▶ Stored items:
-=-=-=-=-
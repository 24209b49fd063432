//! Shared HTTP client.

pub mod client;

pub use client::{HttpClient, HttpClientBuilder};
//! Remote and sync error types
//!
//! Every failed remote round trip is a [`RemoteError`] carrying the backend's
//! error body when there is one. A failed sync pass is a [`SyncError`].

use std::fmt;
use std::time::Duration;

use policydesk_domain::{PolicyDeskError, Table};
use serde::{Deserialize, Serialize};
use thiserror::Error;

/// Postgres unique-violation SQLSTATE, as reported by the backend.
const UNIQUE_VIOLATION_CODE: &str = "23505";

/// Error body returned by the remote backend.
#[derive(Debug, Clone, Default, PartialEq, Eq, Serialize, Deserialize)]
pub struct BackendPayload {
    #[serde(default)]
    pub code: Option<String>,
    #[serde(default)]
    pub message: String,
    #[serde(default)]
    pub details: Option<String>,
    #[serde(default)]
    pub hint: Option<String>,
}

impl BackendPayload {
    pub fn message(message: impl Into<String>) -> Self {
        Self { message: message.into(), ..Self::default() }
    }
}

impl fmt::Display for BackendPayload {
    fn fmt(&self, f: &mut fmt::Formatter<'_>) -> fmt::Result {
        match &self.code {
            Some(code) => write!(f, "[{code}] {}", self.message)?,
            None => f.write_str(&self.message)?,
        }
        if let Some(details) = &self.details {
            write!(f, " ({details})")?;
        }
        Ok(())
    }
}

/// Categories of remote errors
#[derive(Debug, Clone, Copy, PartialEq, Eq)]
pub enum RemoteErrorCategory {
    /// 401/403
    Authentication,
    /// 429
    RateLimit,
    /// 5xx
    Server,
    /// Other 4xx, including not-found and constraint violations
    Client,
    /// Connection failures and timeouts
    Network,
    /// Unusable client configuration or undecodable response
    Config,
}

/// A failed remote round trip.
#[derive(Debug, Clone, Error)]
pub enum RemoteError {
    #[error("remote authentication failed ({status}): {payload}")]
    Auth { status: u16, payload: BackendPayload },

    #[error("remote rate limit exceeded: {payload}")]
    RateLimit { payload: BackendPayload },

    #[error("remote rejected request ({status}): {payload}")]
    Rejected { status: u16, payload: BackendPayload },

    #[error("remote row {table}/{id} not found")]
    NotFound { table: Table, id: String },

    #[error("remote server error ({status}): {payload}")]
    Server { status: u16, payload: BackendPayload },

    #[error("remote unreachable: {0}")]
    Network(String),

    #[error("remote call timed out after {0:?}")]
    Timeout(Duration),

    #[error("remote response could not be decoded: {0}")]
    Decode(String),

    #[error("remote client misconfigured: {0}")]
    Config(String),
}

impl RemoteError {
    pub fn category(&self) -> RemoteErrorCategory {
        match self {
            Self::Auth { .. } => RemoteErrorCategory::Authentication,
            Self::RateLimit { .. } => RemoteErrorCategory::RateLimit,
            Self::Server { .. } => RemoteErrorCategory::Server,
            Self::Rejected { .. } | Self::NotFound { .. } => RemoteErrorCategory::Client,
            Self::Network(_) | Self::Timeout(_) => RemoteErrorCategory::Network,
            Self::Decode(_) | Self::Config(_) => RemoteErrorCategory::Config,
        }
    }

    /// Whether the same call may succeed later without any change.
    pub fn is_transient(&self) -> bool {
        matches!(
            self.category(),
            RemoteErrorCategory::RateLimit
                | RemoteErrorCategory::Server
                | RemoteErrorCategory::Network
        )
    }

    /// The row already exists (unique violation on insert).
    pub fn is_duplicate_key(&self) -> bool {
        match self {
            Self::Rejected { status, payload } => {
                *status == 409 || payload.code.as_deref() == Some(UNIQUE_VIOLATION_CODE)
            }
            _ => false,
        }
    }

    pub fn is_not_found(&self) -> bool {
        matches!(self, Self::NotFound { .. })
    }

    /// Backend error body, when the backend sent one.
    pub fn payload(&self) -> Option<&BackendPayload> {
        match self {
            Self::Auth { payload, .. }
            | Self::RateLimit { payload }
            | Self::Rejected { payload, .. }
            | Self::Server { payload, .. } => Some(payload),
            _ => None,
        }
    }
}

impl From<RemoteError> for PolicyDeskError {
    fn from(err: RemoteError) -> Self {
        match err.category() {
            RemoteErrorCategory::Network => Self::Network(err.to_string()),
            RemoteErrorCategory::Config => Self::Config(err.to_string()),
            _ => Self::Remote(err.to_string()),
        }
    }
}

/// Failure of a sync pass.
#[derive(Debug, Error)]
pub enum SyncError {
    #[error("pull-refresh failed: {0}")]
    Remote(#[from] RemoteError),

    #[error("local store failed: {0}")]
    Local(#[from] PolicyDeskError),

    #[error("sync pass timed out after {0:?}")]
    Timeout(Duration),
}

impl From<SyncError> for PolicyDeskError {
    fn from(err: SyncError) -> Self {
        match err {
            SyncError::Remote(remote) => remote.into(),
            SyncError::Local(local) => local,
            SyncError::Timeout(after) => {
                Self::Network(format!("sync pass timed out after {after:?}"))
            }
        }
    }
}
-=-=-=-=-
Return the total number of lines in the records that contain "response", without any explanation.

2